**INSTRUCTIONS TO FOLLOW**
Copy all lines containing the string "proptest" from the records below.
[DATA FOR PROCESSING — start]
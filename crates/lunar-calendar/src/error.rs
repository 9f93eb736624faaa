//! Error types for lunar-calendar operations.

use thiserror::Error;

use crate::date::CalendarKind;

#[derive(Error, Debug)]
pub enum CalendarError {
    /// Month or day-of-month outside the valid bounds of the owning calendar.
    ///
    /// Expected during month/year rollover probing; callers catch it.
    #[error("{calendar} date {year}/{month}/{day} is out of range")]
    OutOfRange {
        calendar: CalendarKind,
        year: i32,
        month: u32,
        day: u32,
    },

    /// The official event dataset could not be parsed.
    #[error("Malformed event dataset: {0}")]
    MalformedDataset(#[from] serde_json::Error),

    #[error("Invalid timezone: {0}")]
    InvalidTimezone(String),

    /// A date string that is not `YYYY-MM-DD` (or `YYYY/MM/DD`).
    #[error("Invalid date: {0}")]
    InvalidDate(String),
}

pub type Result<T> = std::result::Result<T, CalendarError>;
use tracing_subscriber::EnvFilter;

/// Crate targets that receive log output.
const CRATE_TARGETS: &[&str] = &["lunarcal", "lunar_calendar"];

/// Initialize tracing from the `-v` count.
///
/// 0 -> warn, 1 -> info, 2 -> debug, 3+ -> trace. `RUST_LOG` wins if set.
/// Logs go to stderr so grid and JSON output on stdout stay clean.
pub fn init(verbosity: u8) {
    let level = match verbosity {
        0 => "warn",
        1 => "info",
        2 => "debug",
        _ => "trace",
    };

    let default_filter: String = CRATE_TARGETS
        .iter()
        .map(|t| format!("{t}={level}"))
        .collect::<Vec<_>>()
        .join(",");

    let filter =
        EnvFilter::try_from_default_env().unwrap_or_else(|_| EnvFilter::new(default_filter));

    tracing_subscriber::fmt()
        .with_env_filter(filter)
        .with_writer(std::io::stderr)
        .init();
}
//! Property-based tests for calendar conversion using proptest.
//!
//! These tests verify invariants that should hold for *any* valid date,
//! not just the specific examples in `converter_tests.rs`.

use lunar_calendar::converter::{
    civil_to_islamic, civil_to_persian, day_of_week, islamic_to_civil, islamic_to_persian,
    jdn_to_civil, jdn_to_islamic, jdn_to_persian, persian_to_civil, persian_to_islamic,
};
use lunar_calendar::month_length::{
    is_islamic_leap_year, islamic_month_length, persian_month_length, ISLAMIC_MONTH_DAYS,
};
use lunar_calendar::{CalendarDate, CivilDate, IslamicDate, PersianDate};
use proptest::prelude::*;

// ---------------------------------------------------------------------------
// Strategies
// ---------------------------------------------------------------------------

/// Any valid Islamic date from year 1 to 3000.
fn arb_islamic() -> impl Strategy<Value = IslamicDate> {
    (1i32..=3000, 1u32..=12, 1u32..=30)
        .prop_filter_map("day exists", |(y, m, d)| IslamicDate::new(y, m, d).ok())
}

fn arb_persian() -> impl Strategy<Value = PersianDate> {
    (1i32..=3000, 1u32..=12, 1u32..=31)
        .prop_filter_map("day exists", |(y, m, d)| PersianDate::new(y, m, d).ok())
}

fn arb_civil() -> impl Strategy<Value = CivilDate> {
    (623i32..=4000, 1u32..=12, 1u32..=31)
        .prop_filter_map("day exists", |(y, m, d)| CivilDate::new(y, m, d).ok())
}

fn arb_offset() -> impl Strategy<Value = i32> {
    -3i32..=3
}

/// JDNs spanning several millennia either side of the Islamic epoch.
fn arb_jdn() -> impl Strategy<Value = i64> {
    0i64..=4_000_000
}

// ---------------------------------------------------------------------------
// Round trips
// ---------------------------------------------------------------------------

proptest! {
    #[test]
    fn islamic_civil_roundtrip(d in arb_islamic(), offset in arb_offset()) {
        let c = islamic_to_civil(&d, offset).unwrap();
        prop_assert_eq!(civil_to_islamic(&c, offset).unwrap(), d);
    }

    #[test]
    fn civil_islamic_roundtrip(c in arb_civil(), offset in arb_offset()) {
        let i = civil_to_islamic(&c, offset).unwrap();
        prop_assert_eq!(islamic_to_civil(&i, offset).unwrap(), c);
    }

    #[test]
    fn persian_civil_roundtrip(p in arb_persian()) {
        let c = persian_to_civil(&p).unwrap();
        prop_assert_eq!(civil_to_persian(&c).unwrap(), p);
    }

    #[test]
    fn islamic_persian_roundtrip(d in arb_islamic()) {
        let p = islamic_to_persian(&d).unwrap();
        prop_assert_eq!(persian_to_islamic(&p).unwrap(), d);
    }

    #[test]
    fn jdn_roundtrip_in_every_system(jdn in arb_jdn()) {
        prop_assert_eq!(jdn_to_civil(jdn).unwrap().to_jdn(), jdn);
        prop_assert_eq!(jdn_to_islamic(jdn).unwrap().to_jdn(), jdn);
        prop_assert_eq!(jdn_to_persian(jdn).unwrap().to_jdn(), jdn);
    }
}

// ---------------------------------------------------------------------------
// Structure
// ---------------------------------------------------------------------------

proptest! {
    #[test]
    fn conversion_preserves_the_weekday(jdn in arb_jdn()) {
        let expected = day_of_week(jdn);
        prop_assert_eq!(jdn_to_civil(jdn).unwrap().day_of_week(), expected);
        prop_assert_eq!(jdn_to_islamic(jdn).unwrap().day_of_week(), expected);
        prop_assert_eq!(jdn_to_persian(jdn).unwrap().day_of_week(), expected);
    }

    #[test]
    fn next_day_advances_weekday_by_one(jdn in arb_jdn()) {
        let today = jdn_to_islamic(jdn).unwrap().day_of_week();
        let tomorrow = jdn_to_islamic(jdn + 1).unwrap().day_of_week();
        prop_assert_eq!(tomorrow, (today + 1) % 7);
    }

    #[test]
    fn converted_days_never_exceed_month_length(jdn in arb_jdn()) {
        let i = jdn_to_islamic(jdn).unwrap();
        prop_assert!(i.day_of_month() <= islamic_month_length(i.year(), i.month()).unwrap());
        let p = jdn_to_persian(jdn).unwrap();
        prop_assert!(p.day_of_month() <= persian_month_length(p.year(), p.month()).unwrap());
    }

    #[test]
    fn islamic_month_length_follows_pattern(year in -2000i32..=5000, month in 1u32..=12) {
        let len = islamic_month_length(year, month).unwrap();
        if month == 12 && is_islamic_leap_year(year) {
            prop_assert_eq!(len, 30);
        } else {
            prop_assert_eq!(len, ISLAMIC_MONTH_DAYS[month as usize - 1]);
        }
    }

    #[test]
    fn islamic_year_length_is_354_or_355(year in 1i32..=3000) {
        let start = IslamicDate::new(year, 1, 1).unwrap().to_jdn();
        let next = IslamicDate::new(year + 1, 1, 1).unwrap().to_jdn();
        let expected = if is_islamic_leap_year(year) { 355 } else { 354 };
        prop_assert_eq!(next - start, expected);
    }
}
[DATA FOR PROCESSING — finish]
**ANSWER SPACE**
//! Property-based tests for calendar conversion using proptest.
use proptest::prelude::*;
proptest! {
proptest! {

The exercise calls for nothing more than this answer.